Anakin drew the helmet back over his face. The vocoder grated on—cold, final—like a verdict. "I do not wish for your throne, Master." Palpatine's smile contracted, then locked. Anakin continued, slow, almost casual. "Keep your Empire. I want something cleaner. A collection. A harem." The word dropped into the antiseptic quiet of the room, naked and obscene. "Jedi survivors have a power of their own. I will have it."
The Emperor's hologram faltered; disgust crept over his face. "Jedi?" he sneered. "You would infect yourself with their weakness?" The contempt was thick and immediate. "Vermin. They are to be destroyed."

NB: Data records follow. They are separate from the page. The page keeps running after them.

use super::*;

fn approx(a: Rect, b: Rect) -> bool {
    (a.x0 - b.x0).abs() < 1e-9
        && (a.y0 - b.y0).abs() < 1e-9
        && (a.x1 - b.x1).abs() < 1e-9
        && (a.y1 - b.y1).abs() < 1e-9
}

#[test]
fn cover_crops_wide_image_centered() {
    let dest = Rect::new(0.0, 0.0, 100.0, 100.0);
    let p = fit_image(ImageFit::Cover, dest, 200, 100);
    assert!(approx(p.draw, Rect::new(-50.0, 0.0, 150.0, 100.0)));
    assert_eq!(p.clip, dest);
}

#[test]
fn contain_letterboxes_wide_image() {
    let dest = Rect::new(10.0, 10.0, 110.0, 110.0);
    let p = fit_image(ImageFit::Contain, dest, 200, 100);
    assert!(approx(p.draw, Rect::new(10.0, 35.0, 110.0, 85.0)));
}

#[test]
fn fill_stretches() {
    let dest = Rect::new(0.0, 0.0, 300.0, 50.0);
    assert_eq!(fit_image(ImageFit::Fill, dest, 7, 9).draw, dest);
}
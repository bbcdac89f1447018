use crate::assets::decode::encode_png_premul;
use crate::foundation::error::{SlideError, SlideResult};
use crate::render::plan::RenderPlan;

/// A rendered slide as RGBA8 pixels.
///
/// Frames are **premultiplied alpha**; the `premultiplied` flag makes this explicit at API
/// boundaries.
#[derive(Clone, Debug)]
pub struct FrameRGBA {
    /// Frame width in pixels.
    pub width: u32,
    /// Frame height in pixels.
    pub height: u32,
    /// RGBA8 bytes, tightly packed, row-major.
    pub data: Vec<u8>,
    /// Whether the `data` is premultiplied alpha.
    pub premultiplied: bool,
}

impl FrameRGBA {
    /// Pixel at `(x, y)`, or `None` outside the frame.
    pub fn pixel(&self, x: u32, y: u32) -> Option<[u8; 4]> {
        if x >= self.width || y >= self.height {
            return None;
        }
        let i = ((y as usize) * (self.width as usize) + (x as usize)) * 4;
        self.data.get(i..i + 4).map(|p| [p[0], p[1], p[2], p[3]])
    }

    /// Encode as PNG.
    pub fn to_png(&self) -> SlideResult<Vec<u8>> {
        if !self.premultiplied {
            return Err(SlideError::render("expected a premultiplied frame"));
        }
        encode_png_premul(self.width, self.height, &self.data)
    }
}

/// A renderer that can execute a compiled [`RenderPlan`] into a [`FrameRGBA`].
pub trait RenderBackend {
    /// Execute a plan and read back the final frame.
    fn render_plan(&mut self, plan: &RenderPlan) -> SlideResult<FrameRGBA>;
}
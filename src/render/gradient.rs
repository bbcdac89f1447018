use crate::scene::color::Color;
use crate::scene::layer::{Gradient, GradientKind, GradientStop};

/// Color at offset `t` in `[0, 1]` along sorted `stops` (positions in percent).
///
/// Before the first stop the first color holds, after the last stop the last color holds.
pub fn sample_stops(stops: &[GradientStop], t: f64) -> Color {
    let Some(first) = stops.first() else {
        return Color::TRANSPARENT;
    };
    let pos = |s: &GradientStop| (s.position / 100.0).clamp(0.0, 1.0);
    if t <= pos(first) {
        return first.color;
    }
    for pair in stops.windows(2) {
        let (a, b) = (&pair[0], &pair[1]);
        let (pa, pb) = (pos(a), pos(b));
        if t <= pb {
            if pb - pa <= f64::EPSILON {
                return b.color;
            }
            return a.color.lerp(b.color, (t - pa) / (pb - pa));
        }
    }
    stops.last().map_or(first.color, |s| s.color)
}

/// Rasterise `gradient` into a `w × h` premultiplied RGBA8 buffer spanning the whole buffer.
///
/// Linear gradients follow the CSS convention: direction `(cos(θ-90°), sin(θ-90°))` through
/// the centre, with the gradient line long enough that the corners hit offsets 0 and 1.
/// Radial gradients run from the centre out to `max(w, h) / 2`.
pub fn rasterize_gradient(gradient: &Gradient, w: u32, h: u32) -> Vec<u8> {
    let mut stops = gradient.stops.clone();
    stops.sort_by(|a, b| a.position.total_cmp(&b.position));

    let (wf, hf) = (f64::from(w), f64::from(h));
    let (cx, cy) = (wf / 2.0, hf / 2.0);
    let rad = (gradient.angle - 90.0).to_radians();
    let (dx, dy) = (rad.cos(), rad.sin());
    let line_len = (wf * dx).abs() + (hf * dy).abs();
    let radius = wf.max(hf) / 2.0;

    let mut bytes = vec![0u8; (w as usize).saturating_mul(h as usize).saturating_mul(4)];
    for y in 0..h {
        let py = f64::from(y) + 0.5 - cy;
        for x in 0..w {
            let px = f64::from(x) + 0.5 - cx;
            let t = match gradient.kind {
                GradientKind::Linear if line_len > 0.0 => (px * dx + py * dy) / line_len + 0.5,
                GradientKind::Linear => 0.0,
                GradientKind::Radial if radius > 0.0 => (px * px + py * py).sqrt() / radius,
                GradientKind::Radial => 0.0,
            };
            let c = sample_stops(&stops, t.clamp(0.0, 1.0)).to_premul();
            let idx = ((y as usize) * (w as usize) + (x as usize)) * 4;
            bytes[idx..idx + 4].copy_from_slice(&c.to_array());
        }
    }
    bytes
}

#[cfg(test)]
#[path = "../../tests/unit/render/gradient.rs"]
mod tests;
use serde::{Deserialize, Serialize};

use crate::foundation::core::{Affine, CANVAS_SIZE, Point, Rect};
use crate::foundation::ids::fresh_id;
use crate::scene::color::Color;
use crate::scene::slide::SlideType;

fn default_true() -> bool {
    true
}

fn default_one() -> f64 {
    1.0
}

/// Position, size and stacking of a non-background layer, in logical canvas units.
#[derive(Clone, Debug, PartialEq, Serialize, Deserialize)]
#[serde(rename_all = "camelCase")]
pub struct Transform {
    /// Left edge.
    pub x: f64,
    /// Top edge.
    pub y: f64,
    /// Box width. For lines this is the x component of the direction vector.
    pub width: f64,
    /// Box height. For lines this is the y component of the direction vector.
    pub height: f64,
    /// Rotation in degrees, clockwise, around the box centre.
    #[serde(default, skip_serializing_if = "Option::is_none")]
    pub rotation: Option<f64>,
    /// Layer opacity in `[0, 1]`; `None` means opaque.
    #[serde(default, skip_serializing_if = "Option::is_none")]
    pub opacity: Option<f64>,
    /// Paint-order key; higher paints later.
    pub z_index: i32,
}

Vader's respirator gurgled once—slow, deliberate—a beast tallying heartbeats. "Weakness?" the vocoder answered, flat as a tombstone. "No. Tempered by my will, their strength is a blade no Sith has ever forged." He let the idea hang, stark and terrible. "Mara Jade will not be a handmaiden at the foot of the throne. She is the first strand in a tapestry I will weave." He seemed oddly fond of the metaphor; it was chilling. "They will kneel. Not to the Light. To me."
Palpatine's eyes, yellow slits, narrowed further, the hologram rippling with his frown. The silence was a slow, sour thing. At last, with resentful calculation, the Emperor agreed. "Very well. Contain them. Crush them until there is nothing left." His voice sliced like a blade through static. "And Mara Jade—your… pet?" The word was disdainful. "If she serves you better than your saber, let her rot in your bedchamber, Lord Vader. Provided that she never dares to look toward my throne."